== RECORDS FOR THIS TASK

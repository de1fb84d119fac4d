use form_autofill::{
    SeedMode,
    report::{
        console::{format_console_report, format_json_report},
        report_model::{ControlState, FillReport},
    },
};

// ============================================================================
// Helper builders
// ============================================================================

fn control(tag: &str, kind: &str, key: Option<&str>, value: &str) -> ControlState {
    ControlState {
        tag: tag.to_string(),
        kind: kind.to_string(),
        key: key.map(str::to_string),
        value: value.to_string(),
    }
}

fn signup_report() -> FillReport {
    FillReport::new(
        "signup",
        SeedMode::Structured,
        vec![
            control("input", "text", Some("first_name"), "Jane"),
            control("select", "select", Some("country"), "us"),
            control("input", "checkbox", Some("newsletter"), "unchecked"),
            control("input", "radio", Some("plan_pro"), "checked (pro)"),
            control("input", "hidden", Some("csrf"), "token"),
            control("textarea", "textarea", None, ""),
        ],
    )
}

// ============================================================================
// Report model
// ============================================================================

#[test]
fn filled_count_ignores_empty_unchecked_and_skipped() {
    assert_eq!(signup_report().filled_count(), 3);
}

#[test]
fn builders_set_optional_fields() {
    let report = signup_report().with_submitted(true).with_duration(1500);

    assert!(report.submitted);
    assert_eq!(report.duration_ms, Some(1500));
    assert_eq!(report.seed_mode, "Structured");
}

// ============================================================================
// Console reporter
// ============================================================================

#[test]
fn console_report_has_header_rows_and_summary() {
    let output = format_console_report(&signup_report());

    assert!(output.starts_with("=== Autofill: signup (Structured seed) ===\n"));
    assert!(output.contains("input[text]"));
    assert!(output.contains("\"Jane\""));
    assert!(output.contains("(skipped)"));
    assert!(output.contains("checked (pro)"));
    assert!(output.trim_end().ends_with("=== 3 of 6 controls filled ==="));
}

#[test]
fn console_report_marks_missing_key() {
    let output = format_console_report(&signup_report());
    let textarea_row = output.lines().find(|l| l.contains("textarea")).unwrap();

    assert!(textarea_row.contains(" - "));
}

#[test]
fn console_summary_includes_submit_and_duration() {
    let report = signup_report().with_submitted(true).with_duration(2340);
    let output = format_console_report(&report);

    assert!(output.contains("=== 3 of 6 controls filled, submitted in 2.3s ==="));
}

// ============================================================================
// JSON reporter
// ============================================================================

#[test]
fn json_report_round_trips_fields() {
    let json = format_json_report(&signup_report().with_submitted(true)).unwrap();
    let value: serde_json::Value = serde_json::from_str(&json).unwrap();

    assert_eq!(value["form_name"], "signup");
    assert_eq!(value["submitted"], true);
    assert_eq!(value["controls"].as_array().unwrap().len(), 6);
    assert!(value.get("duration_ms").is_none());
    assert!(value["controls"][5].get("key").is_none());
}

====

The line above containing "fn signup_report() ->", the line containing "assert_eq!(report.duration_ms, Some(1500));", and every line between them are to be transcribed exactly; no other line is wanted.

fn signup_report() -> FillReport {
    FillReport::new(
        "signup",
        SeedMode::Structured,
        vec![
            control("input", "text", Some("first_name"), "Jane"),
            control("select", "select", Some("country"), "us"),
            control("input", "checkbox", Some("newsletter"), "unchecked"),
            control("input", "radio", Some("plan_pro"), "checked (pro)"),
            control("input", "hidden", Some("csrf"), "token"),
            control("textarea", "textarea", None, ""),
        ],
    )
}

// ============================================================================
// Report model
// ============================================================================

#[test]
fn filled_count_ignores_empty_unchecked_and_skipped() {
    assert_eq!(signup_report().filled_count(), 3);
}

#[test]
fn builders_set_optional_fields() {
    let report = signup_report().with_submitted(true).with_duration(1500);

    assert!(report.submitted);
    assert_eq!(report.duration_ms, Some(1500));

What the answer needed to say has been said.